盡管有水能稍微緩解窩頭的幹硬,但是這個年代的窩頭是在是太硬了。
玉米窩頭,沒有加一點白麵,而且不知道放了多久了,蘇半夏覺得自己身邊掉了一地的窩頭渣子。
彭玉蓮給了兩個,蘇半夏剛吃了一個,就被步履匆匆走來的彭玉蓮搶走了,然後用不知道幹什麽的布擦了把臉,一股餿味兒,蘇半夏差點吐出來。
“月月,你爸已經帶著領導到二蛋家門口了,馬上過來你水倒好沒有啊?”
蘇月聞言趕緊從廚屋裏出來,還對著水缸裏的水麵整理了一下頭發,她媽說了今天說不定會來年輕有前途的幹部呢,這要是看對眼了,那不一步登天了,那可是在縣裏做事的人。
彭玉蓮自己一個人在門口迎接。
也就兩分鍾的樣子,就聽見了蘇二叔諂媚的聲音。
“……真的領導,我大哥平時對學生可好了。”
就隻見彭玉蓮布滿皺紋的臉笑成了一朵**,“歡迎領導,歡迎歡迎。”
可能是鄉下人沒怎麽見過世麵,彭玉蓮準備了好久的歡迎詞一句也沒用上,隻幹幹地說著“歡迎”。

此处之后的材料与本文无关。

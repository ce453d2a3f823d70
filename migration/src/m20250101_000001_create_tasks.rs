use sea_orm_migration::prelude::*;

#[derive(DeriveMigrationName)]
pub struct Migration;

#[async_trait::async_trait]
impl MigrationTrait for Migration {
    async fn up(&self, manager: &SchemaManager) -> Result<(), DbErr> {
        manager
            .create_table(
                Table::create()
                    .table(Tasks::Table)
                    .if_not_exists()
                    .col(
                        ColumnDef::new(Tasks::Id)
                            .uuid()
                            .not_null()
                            .primary_key(),
                    )
                    .col(ColumnDef::new(Tasks::TaskType).string().not_null())
                    .col(ColumnDef::new(Tasks::Status).string().not_null())
                    .col(ColumnDef::new(Tasks::Payload).json().not_null())
                    .col(ColumnDef::new(Tasks::AttemptCount).integer().not_null().default(0))
                    .col(ColumnDef::new(Tasks::MaxAttempts).integer().not_null().default(3))
                    .col(ColumnDef::new(Tasks::NextRunAt).timestamp_with_time_zone())
                    .col(ColumnDef::new(Tasks::LastError).text())
                    .col(ColumnDef::new(Tasks::StartedAt).timestamp_with_time_zone())
                    .col(ColumnDef::new(Tasks::CompletedAt).timestamp_with_time_zone())
                    .col(ColumnDef::new(Tasks::ClaimToken).uuid())
                    .col(
                        ColumnDef::new(Tasks::CreatedAt)
                            .timestamp_with_time_zone()
                            .not_null()
                            .default(Expr::current_timestamp()),
                    )
                    .col(
                        ColumnDef::new(Tasks::UpdatedAt)
                            .timestamp_with_time_zone()
                            .not_null()
                            .default(Expr::current_timestamp()),
                    )
                    .to_owned(),
            )
            .await?;

        // Eligible-task scan
        manager
            .create_index(
                Index::create()
                    .name("idx_tasks_status_next_run_at")
                    .table(Tasks::Table)
                    .col(Tasks::Status)
                    .col(Tasks::NextRunAt)
                    .to_owned(),
            )
            .await
    }

    async fn down(&self, manager: &SchemaManager) -> Result<(), DbErr> {
        manager
            .drop_table(Table::drop().table(Tasks::Table).to_owned())
            .await
    }
}

#[derive(DeriveIden)]
enum Tasks {
    Table,
    Id,
    TaskType,
    Status,
    Payload,
    AttemptCount,
    MaxAttempts,
    NextRunAt,
    LastError,
    StartedAt,
    CompletedAt,
    ClaimToken,
    CreatedAt,
    UpdatedAt,
}
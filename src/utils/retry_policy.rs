// Copyright (c) 2025 Kirky.X
//
// Licensed under the MIT License
// See LICENSE file in the project root for full license information.

use crate::config::settings::SchedulerSettings;
use chrono::{DateTime, Utc};
use std::time::Duration;

/// 重试策略配置
#[derive(Debug, Clone)]
pub struct RetryPolicy {
    /// 最大尝试次数
    pub max_attempts: u32,
    /// 初始退避时间
    pub initial_backoff: Duration,
    /// 最大退避时间
    pub max_backoff: Duration,
    /// 退避乘数，小于 1 时按 1 处理
    pub backoff_multiplier: f64,
    /// 抖动因子 (0.0-1.0)
    pub jitter_factor: f64,
    /// 是否启用抖动
    pub enable_jitter: bool,
}

impl Default for RetryPolicy {
    fn default() -> Self {
        Self {
            max_attempts: 3,
            initial_backoff: Duration::from_secs(1),
            max_backoff: Duration::from_secs(300),
            backoff_multiplier: 2.0,
            jitter_factor: 0.1,
            // 任务队列要求退避随失败次数单调不减
            enable_jitter: false,
        }
    }
}

impl RetryPolicy {
    /// 根据调度器配置创建重试策略
    pub fn from_settings(settings: &SchedulerSettings) -> Self {
        Self {
            max_attempts: settings.max_attempts.max(1) as u32,
            initial_backoff: Duration::from_millis(settings.initial_backoff_ms),
            max_backoff: Duration::from_secs(settings.max_backoff_secs),
            backoff_multiplier: settings.backoff_multiplier,
            ..Self::default()
        }
    }

    /// 启用抖动
    pub fn with_jitter(mut self, jitter_factor: f64) -> Self {
        self.enable_jitter = true;
        self.jitter_factor = jitter_factor.clamp(0.0, 1.0);
        self
    }

    /// 计算第 `attempt` 次失败后的退避时间
    ///
    /// `initial * multiplier^(attempt-1)`，不超过 `max_backoff`。
    pub fn calculate_backoff(&self, attempt: u32) -> Duration {
        let exponent = attempt.max(1).saturating_sub(1).min(i32::MAX as u32) as i32;
        let multiplier = self.backoff_multiplier.max(1.0);

        // 计算指数退避
        let backoff_secs = self.initial_backoff.as_secs_f64() * multiplier.powi(exponent);

        // 限制最大退避时间
        let max_secs = self.max_backoff.as_secs_f64();
        let capped_backoff = if backoff_secs.is_finite() {
            backoff_secs.min(max_secs)
        } else {
            max_secs
        };

        // 添加抖动
        let final_backoff = if self.enable_jitter && self.jitter_factor > 0.0 && capped_backoff > 0.0
        {
            let jitter_range = capped_backoff * self.jitter_factor;
            let jitter = rand::random_range(-jitter_range..jitter_range);
            (capped_backoff + jitter).max(0.0)
        } else {
            capped_backoff
        };

        Duration::from_secs_f64(final_backoff)
    }

    /// 计算下次重试时间
    pub fn next_retry_time(&self, attempt: u32, base_time: DateTime<Utc>) -> DateTime<Utc> {
        let backoff = self.calculate_backoff(attempt);
        base_time + chrono::Duration::milliseconds(backoff.as_millis().min(i64::MAX as u128) as i64)
    }

    /// 已失败 `attempt` 次后是否还能重试
    pub fn should_retry(&self, attempt: u32) -> bool {
        attempt < self.max_attempts
    }
}
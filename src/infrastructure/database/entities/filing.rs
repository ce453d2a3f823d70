// Copyright (c) 2025 Kirky.X
//
// Licensed under the MIT License
// See LICENSE file in the project root for full license information.

use sea_orm::entity::prelude::*;
use uuid::Uuid;

#[derive(Clone, Debug, PartialEq, DeriveEntityModel)]
#[sea_orm(table_name = "filings")]
pub struct Model {
    #[sea_orm(primary_key, auto_increment = false)]
    pub id: Uuid,
    pub cik: String,
    #[sea_orm(unique)]
    pub accession_number: String,
    pub filing_type: Option<String>,
    pub filing_date: Option<Date>,
    pub report_period: Option<Date>,
    pub company_name: Option<String>,
    pub created_at: ChronoDateTimeWithTimeZone,
    pub updated_at: ChronoDateTimeWithTimeZone,
}

#[derive(Copy, Clone, Debug, EnumIter, DeriveRelation)]
pub enum Relation {
    #[sea_orm(
        has_many = "super::holding::Entity",
        from = "Column::Id",
        to = "super::holding::Column::FilingId"
    )]
    Holdings,
}

impl Related<super::holding::Entity> for Entity {
    fn to() -> RelationDef {
        Relation::Holdings.def()
    }
}

impl ActiveModelBehavior for ActiveModel {}
// Copyright (c) 2025 Kirky.X
//
// Licensed under the MIT License
// See LICENSE file in the project root for full license information.

use super::helpers::{document_path, information_table, mount_index, spawn_app, CIK};
use chrono::Utc;
use filingrs::domain::models::task::{TaskStatus, TaskType};
use filingrs::domain::repositories::filing_repository::FilingRepository;
use filingrs::queue::task_queue::TaskQueue;
use serde_json::json;
use wiremock::matchers::{method, path};
use wiremock::{Mock, ResponseTemplate};

const ACCESSION: &str = "0000950123-24-011775";

#[tokio::test]
async fn test_unavailable_host_retries_with_growing_delay_then_fails() {
    let app = spawn_app().await;
    Mock::given(method("GET"))
        .respond_with(ResponseTemplate::new(503))
        .mount(&app.server)
        .await;

    let id = app
        .queue
        .submit(TaskType::SecScraping, json!({ "cik": CIK }))
        .await
        .unwrap();

    let mut now = Utc::now();
    let mut statuses = Vec::new();
    let mut run_times = Vec::new();
    for _ in 0..3 {
        app.queue.run_eligible_tasks_at(now).await.unwrap();
        let task = app.queue.get_task(id).await.unwrap().unwrap();
        statuses.push(task.status);
        assert!(task.last_error.as_deref().unwrap().contains("503"));
        if let Some(next_run_at) = task.next_run_at {
            let next_run_at = next_run_at.with_timezone(&Utc);
            run_times.push(next_run_at);
            now = next_run_at;
        }
    }

    assert_eq!(
        statuses,
        vec![TaskStatus::Retry, TaskStatus::Retry, TaskStatus::Failed]
    );
    assert_eq!(run_times.len(), 2);
    assert!(run_times[0] < run_times[1]);

    let task = app.queue.get_task(id).await.unwrap().unwrap();
    assert_eq!(task.attempt_count, 3);
    assert!(task.next_run_at.is_none());

    // terminal, never picked up again
    let later = app
        .queue
        .run_eligible_tasks_at(now + chrono::Duration::hours(1))
        .await
        .unwrap();
    assert_eq!(later.claimed, 0);
}

#[tokio::test]
async fn test_transient_document_failure_recovers_on_retry() {
    let app = spawn_app().await;
    mount_index(&app.server, &[ACCESSION]).await;
    Mock::given(method("GET"))
        .and(path(document_path(ACCESSION)))
        .respond_with(ResponseTemplate::new(500))
        .up_to_n_times(1)
        .with_priority(1)
        .mount(&app.server)
        .await;
    Mock::given(method("GET"))
        .and(path(document_path(ACCESSION)))
        .respond_with(ResponseTemplate::new(200).set_body_string(information_table(&[(
            "LENNAR CORP",
            "526057104",
            "221522186",
            "7505000",
        )])))
        .mount(&app.server)
        .await;

    let id = app
        .queue
        .submit(TaskType::SecScraping, json!({ "cik": CIK }))
        .await
        .unwrap();

    let now = Utc::now();
    assert_eq!(app.queue.run_eligible_tasks_at(now).await.unwrap().retried, 1);
    let task = app.queue.get_task(id).await.unwrap().unwrap();
    assert_eq!(task.status, TaskStatus::Retry);

    let retry_at = task.next_run_at.unwrap().with_timezone(&Utc);
    assert_eq!(
        app.queue.run_eligible_tasks_at(retry_at).await.unwrap().completed,
        1
    );

    let task = app.queue.get_task(id).await.unwrap().unwrap();
    assert_eq!(task.status, TaskStatus::Completed);
    assert_eq!(task.attempt_count, 1);
    assert_eq!(app.filing_repo.find_by_cik(CIK).await.unwrap().len(), 1);
}
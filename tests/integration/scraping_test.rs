// Copyright (c) 2025 Kirky.X
//
// Licensed under the MIT License
// See LICENSE file in the project root for full license information.

use super::helpers::{
    document_path, information_table, mount_document, mount_index, spawn_app, CIK, COMPANY_NAME,
};
use filingrs::domain::models::task::{TaskStatus, TaskType};
use filingrs::domain::repositories::filing_repository::FilingRepository;
use filingrs::queue::task_queue::{QueueError, TaskQueue};
use rust_decimal::Decimal;
use serde_json::json;
use wiremock::matchers::{method, path};
use wiremock::{Mock, ResponseTemplate};

const ACCESSION: &str = "0000950123-24-011775";

#[tokio::test]
async fn test_scraping_task_stores_filing_end_to_end() {
    let app = spawn_app().await;
    mount_index(&app.server, &[ACCESSION]).await;
    mount_document(
        &app.server,
        ACCESSION,
        information_table(&[
            ("D R HORTON INC", "23331A109", "192267725", "1491600"),
            ("LENNAR CORP", "526057104", "221522186", "7505000"),
        ]),
    )
    .await;

    let id = app
        .queue
        .submit(TaskType::SecScraping, json!({ "cik": CIK }))
        .await
        .unwrap();
    let summary = app.queue.run_eligible_tasks().await.unwrap();
    assert_eq!(summary.completed, 1);

    let task = app.queue.get_task(id).await.unwrap().unwrap();
    assert_eq!(task.status, TaskStatus::Completed);
    assert!(task.last_error.is_none());

    let filings = app.filing_repo.find_by_cik(CIK).await.unwrap();
    assert_eq!(filings.len(), 1);
    let filing = &filings[0];
    assert_eq!(filing.accession_number, ACCESSION);
    assert_eq!(filing.company_name.as_deref(), Some(COMPANY_NAME));
    assert_eq!(filing.filing_type.as_deref(), Some("13F-HR"));

    let holdings: Vec<_> = filing
        .holdings
        .iter()
        .map(|h| {
            (
                h.issuer_name.as_deref().unwrap(),
                h.cusip.as_deref().unwrap(),
                h.value.unwrap(),
            )
        })
        .collect();
    assert_eq!(
        holdings,
        vec![
            ("D R HORTON INC", "23331A109", Decimal::from(192_267_725u64)),
            ("LENNAR CORP", "526057104", Decimal::from(221_522_186u64)),
        ]
    );
    assert_eq!(filing.holdings[1].shares, Some(7_505_000));
}

#[tokio::test]
async fn test_rescraping_skips_stored_filings() {
    let app = spawn_app().await;
    mount_index(&app.server, &[ACCESSION]).await;
    Mock::given(method("GET"))
        .and(path(document_path(ACCESSION)))
        .respond_with(ResponseTemplate::new(200).set_body_string(information_table(&[(
            "D R HORTON INC",
            "23331A109",
            "192267725",
            "1491600",
        )])))
        .expect(1)
        .mount(&app.server)
        .await;

    for _ in 0..2 {
        app.queue
            .submit(TaskType::SecScraping, json!({ "cik": CIK }))
            .await
            .unwrap();
        assert_eq!(app.queue.run_eligible_tasks().await.unwrap().completed, 1);
    }

    assert_eq!(app.filing_repo.find_by_cik(CIK).await.unwrap().len(), 1);
    assert!(app
        .filing_repo
        .find_id_by_accession_number(ACCESSION)
        .await
        .unwrap()
        .is_some());
}

#[tokio::test]
async fn test_invalid_filing_fails_without_retry() {
    let app = spawn_app().await;
    mount_index(&app.server, &[ACCESSION]).await;
    // no CUSIP, so the holding can never be merged
    mount_document(
        &app.server,
        ACCESSION,
        r#"<informationTable><infoTable><nameOfIssuer>UNKNOWN</nameOfIssuer><value>10</value></infoTable></informationTable>"#
            .to_string(),
    )
    .await;

    let id = app
        .queue
        .submit(TaskType::SecScraping, json!({ "cik": CIK }))
        .await
        .unwrap();
    let summary = app.queue.run_eligible_tasks().await.unwrap();

    assert_eq!(summary.failed, 1);
    assert_eq!(summary.retried, 0);
    let task = app.queue.get_task(id).await.unwrap().unwrap();
    assert_eq!(task.status, TaskStatus::Failed);
    assert_eq!(task.attempt_count, 1);
    assert!(task
        .last_error
        .unwrap()
        .contains("holding 1: CUSIP is missing"));
    assert!(app.filing_repo.find_by_cik(CIK).await.unwrap().is_empty());
}

#[tokio::test]
async fn test_blank_cik_fails_without_retry() {
    let app = spawn_app().await;

    let id = app
        .queue
        .submit(TaskType::SecScraping, json!({ "cik": "" }))
        .await
        .unwrap();
    app.queue.run_eligible_tasks().await.unwrap();

    let task = app.queue.get_task(id).await.unwrap().unwrap();
    assert_eq!(task.status, TaskStatus::Failed);
    assert!(task.last_error.unwrap().starts_with("Invalid payload"));
    assert!(app.server.received_requests().await.unwrap().is_empty());
}

#[tokio::test]
async fn test_unregistered_task_type_is_rejected() {
    let app = spawn_app().await;

    for task_type in [TaskType::DataAnalysis, TaskType::DataExport] {
        let err = app.queue.submit(task_type, json!({})).await.unwrap_err();
        assert!(matches!(err, QueueError::InvalidTaskType(t) if t == task_type));
    }
}
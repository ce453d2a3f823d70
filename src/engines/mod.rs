// Copyright (c) 2025 Kirky.X
//
// Licensed under the MIT License
// See LICENSE file in the project root for full license information.

pub mod sec_engine;
pub mod traits;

隨著蘇二叔走進來的有四個人,兩個為首的五十來歲的男人麵目很和藹,一個眉毛很濃,一個個子很高。
而那個跟著的三十歲左右的倒是英氣勃勃,像軍人。
蘇二叔看彭玉蓮幹在原地了,杵了彭玉蓮一拐子,彭玉蓮如夢初醒般反應過來,“月月啊,水啊,給領導倒水。”
“不用倒水,不用客氣,我們就是看看。”濃眉領導這樣推辭著。
院內樹下陰涼的地方早已擺好了桌椅板凳,放好了茶碗,蘇月麻利地倒晾好的涼白開,然後羞澀地看向那個年輕人。
蘇晨掙開蘇家堂哥蘇星的懷抱,一嘟嚕滑下來跑到蘇半夏身邊蹲著。
隨著蘇晨的動作,院中人都把目光移到坐在牆根下的蘇半夏身上。